Radiotherapy has been one of the pillars for the management of neoplastic burden in cancer patients for over a century. It is used as a treatment modality in approximately 50% of cancer patients in the neoadjuvant, adjuvant, curative or palliative settings [4] [4]. Tri-modality treatment of surgery, chemotherapy and radiotherapy is the standard of care in oesophageal adenocarcinoma (OAC) and oesophageal squamous cell carcinoma (OSCC), while in gastric cancer (GC) adjuvant chemotherapy use depends on surgical margins and the extent of lymph node dissection [5]. Radiation triggers DNA damage-induced cell death in cancer cells but can also modify the antigenicity and the adjuvanticity of tumours. This is by activating cytosolic DNA sensors, inducing immunogenic cell death, enhancing neoantigen expression and modulating the tumour microenvironment (TME) [6]. Therefore, combining immuno-oncology approaches with radiation could boost response to ICI in UGI cancers (Figure 1). In this review, we describe the mechanistic rationale for combining immunotherapy and radiotherapy, clinical trials of radio-immunotherapy in gastroesophageal malignancies and current strategies to optimise radiation regimen efficacy while minimising toxicity.
Figure 1. Combination strategies of ICIs in UGI cancers. Immune checkpoint inhibitors (ICIs) are under investigation in a variety of settings in upper gastrointestinal (UGI) cancers, including in conjunction with surgery, chemotherapy, radiation therapy, and multimodal combinations.

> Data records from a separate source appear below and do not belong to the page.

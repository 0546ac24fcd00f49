use alloc::vec::Vec;

use tracing::{debug, warn};

use crate::{
    clock::Timestamp,
    dead_nonce::DeadNonceList,
    face::{FaceEndpoint, FaceError, FaceInfo, FaceToken, Faces, LinkType},
    forwarder::ForwarderCounters,
    packet::{Data, Interest, Nack, NackHeader},
    region::NetworkRegionTable,
    scheduler::{Scheduler, TimerQueue},
    strategy::is_localhost,
    tables::{
        pit::{PitEntry, PitToken},
        NextHop, Tables,
    },
};

/// Everything the forwarder owns apart from its strategies.
///
/// Strategies get a mutable reference to it in every hook and answer through
/// the outgoing pipelines below (`send_interest`, `send_data`, `send_nack`, ...).
pub struct ForwarderState {
    pub(crate) faces: Faces,
    pub(crate) tables: Tables,
    pub(crate) dead_nonce_list: DeadNonceList,
    pub(crate) timers: TimerQueue,
    pub(crate) counters: ForwarderCounters,
    pub(crate) regions: NetworkRegionTable,
    // Read from the clock once per pipeline run
    pub(crate) now: Timestamp,
    pub(crate) disconnected_faces: Vec<FaceToken>,
}

impl ForwarderState {
    pub(crate) fn new(tables: Tables, dead_nonce_list: DeadNonceList, regions: NetworkRegionTable) -> Self {
        Self {
            faces: Faces::new(),
            tables,
            dead_nonce_list,
            timers: TimerQueue::new(),
            counters: ForwarderCounters::default(),
            regions,
            now: Timestamp::ZERO,
            disconnected_faces: Vec::new(),
        }
    }

    pub fn now(&self) -> Timestamp {
        self.now
    }

    pub fn counters(&self) -> &ForwarderCounters {
        &self.counters
    }

    pub fn tables(&self) -> &Tables {
        &self.tables
    }

    pub fn dead_nonce_list(&self) -> &DeadNonceList {
        &self.dead_nonce_list
    }

    pub fn face_info(&self, face: FaceToken) -> Option<FaceInfo> {
        self.faces.info(face)
    }

    // Panics on a token whose entry was finalized
    pub fn pit_entry(&self, entry: PitToken) -> &PitEntry {
        &self.tables.pit()[entry]
    }

    pub fn pit_entry_mut(&mut self, entry: PitToken) -> &mut PitEntry {
        &mut self.tables.pit_mut()[entry]
    }

    /// Next hops for the entry's Interest.
    ///
    /// Outside the producer region the forwarding hint takes precedence: the
    /// first delegation with any next hop wins.
    pub fn lookup_fib(&self, entry: PitToken) -> Vec<NextHop> {
        let interest = self.pit_entry(entry).interest();
        if !interest.forwarding_hint.is_empty()
            && !self.regions.is_in_producer_region(&interest.forwarding_hint)
        {
            for delegation in interest.forwarding_hint.iter() {
                let next_hops = self.tables.fib_lookup(delegation);
                if !next_hops.is_empty() {
                    return next_hops.to_vec();
                }
            }
        }
        self.tables.fib_lookup(&interest.name).to_vec()
    }

    // Outgoing Interest pipeline
    pub fn send_interest(&mut self, entry: PitToken, egress: FaceEndpoint, mut interest: Interest) {
        if !egress.face.is_valid() || !self.faces.contains(egress.face) {
            warn!(
                "onOutgoingInterest out=(invalid) interest={}",
                interest.name
            );
            return;
        }
        debug!(
            "onOutgoingInterest out={} interest={}",
            egress.face,
            self.pit_entry(entry).name()
        );

        let now = self.now;
        self.tables.pit_mut()[entry].insert_or_update_out_record(
            egress.face,
            egress.endpoint,
            &interest,
            now,
        );

        // Tags are local to this forwarder
        interest.incoming_face = None;
        interest.next_hop_face = None;
        let result = match self.faces.sender_mut(egress.face) {
            Some(sender) => sender.send_interest(&interest, egress.endpoint),
            None => Ok(()),
        };
        self.note_send_result(egress.face, result);
        self.counters.n_out_interests += 1;
    }

    // Sending Data downstream consumes the downstream's in-record
    pub fn send_data(&mut self, entry: PitToken, egress: FaceEndpoint, data: &Data) {
        self.tables.pit_mut()[entry].delete_in_record(egress.face);
        self.on_outgoing_data(data, egress);
    }

    // Every downstream with a live in-record, but the ingress face only if it is ad-hoc
    pub fn send_data_to_all(&mut self, entry: PitToken, ingress: FaceEndpoint, data: &Data) {
        let now = self.now;
        let ingress_is_ad_hoc = matches!(
            self.faces.info(ingress.face),
            Some(info) if info.link_type == LinkType::AdHoc
        );

        let mut downstreams: Vec<FaceEndpoint> = self
            .pit_entry(entry)
            .in_records()
            .iter()
            .filter(|r| r.expiry > now)
            .filter(|r| r.face != ingress.face || ingress_is_ad_hoc)
            .map(|r| FaceEndpoint::new(r.face, r.endpoint))
            .collect();
        downstreams.sort();
        downstreams.dedup();

        for downstream in downstreams {
            self.send_data(entry, downstream, data);
        }
    }

    // Outgoing Nack pipeline
    pub fn send_nack(&mut self, entry: PitToken, egress: FaceEndpoint, header: NackHeader) {
        let name = self.pit_entry(entry).name();
        let Some(info) = self.faces.info(egress.face).filter(|_| egress.face.is_valid()) else {
            warn!(
                "onOutgoingNack out=(invalid) nack={}~{}",
                name, header.reason
            );
            return;
        };

        let Some(in_record) = self.pit_entry(entry).in_record(egress.face) else {
            debug!(
                "onOutgoingNack out={} nack={}~{} no-in-record",
                egress.face, name, header.reason
            );
            return;
        };

        if !info.is_point_to_point() {
            debug!(
                "onOutgoingNack out={} nack={}~{} link-type={:?}",
                egress.face, name, header.reason, info.link_type
            );
            return;
        }

        debug!(
            "onOutgoingNack out={} nack={}~{} OK",
            egress.face, name, header.reason
        );

        let mut nack = Nack::new(in_record.interest.clone(), header.reason);
        nack.header = header;
        nack.interest.incoming_face = None;
        nack.interest.next_hop_face = None;

        self.tables.pit_mut()[entry].delete_in_record(egress.face);

        let result = match self.faces.sender_mut(egress.face) {
            Some(sender) => sender.send_nack(&nack, egress.endpoint),
            None => Ok(()),
        };
        self.note_send_result(egress.face, result);
        self.counters.n_out_nacks += 1;
    }

    // Nacks every downstream except the listed ones
    pub fn send_nacks(&mut self, entry: PitToken, header: NackHeader, except: &[FaceEndpoint]) {
        let downstreams: Vec<FaceEndpoint> = self
            .pit_entry(entry)
            .in_records()
            .iter()
            .map(|r| FaceEndpoint::new(r.face, r.endpoint))
            .filter(|d| !except.contains(d))
            .collect();

        for downstream in downstreams {
            self.send_nack(entry, downstream, header);
        }
    }

    // The entry is finalized (unsatisfied unless Data arrived) on the next timer run
    pub fn reject_pending_interest(&mut self, entry: PitToken) {
        self.set_expiry_timer(entry, 0);
    }

    // Outgoing Data pipeline
    pub(crate) fn on_outgoing_data(&mut self, data: &Data, egress: FaceEndpoint) {
        let Some(info) = self.faces.info(egress.face).filter(|_| egress.face.is_valid()) else {
            warn!("onOutgoingData out=(invalid) data={}", data.name);
            return;
        };

        if !info.is_local() && is_localhost(&data.name) {
            debug!(
                "onOutgoingData out={} data={} violates /localhost",
                egress.face, data.name
            );
            return;
        }

        debug!("onOutgoingData out={} data={}", egress.face, data.name);
        let result = match self.faces.sender_mut(egress.face) {
            Some(sender) => sender.send_data(data, egress.endpoint),
            None => Ok(()),
        };
        self.note_send_result(egress.face, result);
        self.counters.n_out_data += 1;
    }

    // Cancel-then-set; nothing can run in between
    pub(crate) fn set_expiry_timer(&mut self, entry: PitToken, duration_ms: u64) {
        let pit_entry = &mut self.tables.pit_mut()[entry];
        if let Some(timer) = pit_entry.expiry_timer.take() {
            self.timers.cancel(timer);
        }
        let at = self.now.adding(duration_ms);
        pit_entry.expiry_timer = Some(self.timers.schedule(at, entry));
    }

    /// Remembers the nonces of a resolved entry.
    ///
    /// Satisfied entries are only recorded if they asked for fresh Data and the
    /// Data goes stale before a dead nonce would expire. `upstream` limits the
    /// insertion to the out-record of that face.
    pub(crate) fn insert_dead_nonce_list(&mut self, entry: PitToken, upstream: Option<FaceToken>) {
        let now = self.now;
        let pit_entry = &self.tables.pit()[entry];

        let needs_insert = !pit_entry.is_satisfied
            || (pit_entry.interest().must_be_fresh
                && pit_entry.data_freshness_period < self.dead_nonce_list.lifetime());
        if !needs_insert {
            return;
        }

        match upstream {
            None => {
                for record in pit_entry.out_records() {
                    self.dead_nonce_list
                        .add(pit_entry.name(), record.last_nonce, now);
                }
            }
            Some(face) => {
                if let Some(record) = pit_entry.out_record(face) {
                    self.dead_nonce_list
                        .add(pit_entry.name(), record.last_nonce, now);
                }
            }
        }
    }

    fn note_send_result(&mut self, face: FaceToken, result: Result<(), FaceError>) {
        if let Err(FaceError::Disconnected) = result {
            debug!("face={} disconnected", face);
            if !self.disconnected_faces.contains(&face) {
                self.disconnected_faces.push(face);
            }
        }
    }
}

Single agent ICI trials in UGI cancers have delivered modest results. The ATTRACTION-2 phase III trial found that nivolumab (anti-PD-1) improved overall survival (OS; 5.3 vs. 4.1 months in the placebo group, p < 0.0001) in heavily pretreated GC or gastroesophageal junction cancer (GEJC) regardless of PD-L1 expression [7][51]. The KEYNOTE-059 phase II study evaluated pembrolizumab (anti-PD-1) versus chemotherapy in previously treated GC or GEJC, with the objective response rate (ORR) of 11.6%, with a longer median duration of response in PD-L1+ patients (16.3 vs. 6.9 months) [8][52]. Based on these results, in 2018 the FDA granted accelerated approval to pembrolizumab in the third line treatment of recurrent GC or GEJC that overexpresses PD-L1 with a Combined Positive Score [CPS] ≥ 10), as determined by a U.S. Food and Drug Administration (FDA)-approved test, with disease progression after one or more prior lines of systemic therapy as identified in KEYNOTE-181. Clinical efficacy of ICIs in OSCC is slightly more encouraging, with KEYNOTE 181, a phase III trial reporting that as second line treatment, the median OS with pembrolizumab vs. chemotherapy was similar in the intention to treat(ITT) group (7.1 vs. 7.1 months) and longer in the SCC (8.2 vs. 7.1 months) and PD-L1 CPS ≥10 groups (9.3 vs. 6.7 months) [9][53]. A trend was observed favouring responses in OSCC, forming the basis for the 2019 FDA approval of pembrolizumab in the second line treatment of metastatic PD-L1+ OSCC. More recently, the ATTRACTION-3 phase III trial of second line nivolumab vs. chemotherapy confirmed this OS benefit (10.9 months vs. 8.4 months, p = 0.019), further supporting the place of PD-1 inhibition in metastatic OSCC [10][54]. Approved indications of immunotherapy in gastroesophageal cancer are therefore confined to the second- or third-line treatment of metastatic disease. However, more recent data from the CheckMate-649 and KEYNOTE-590 studies indicate that the addition of nivolumab (median OS: 14.4 vs. 11.1, HR 0.71, p < 0.0001) or pembrolizumab (median OS: 12.4 vs. 9.8, HR 0.73, p < 0.0001) to first line chemotherapy in metastatic UGI cancers can prolong overall survival [11][12][55,56]. This suggests that combining ICIs with more traditional treatment modalities can improve outcomes in gastroesophageal cancers.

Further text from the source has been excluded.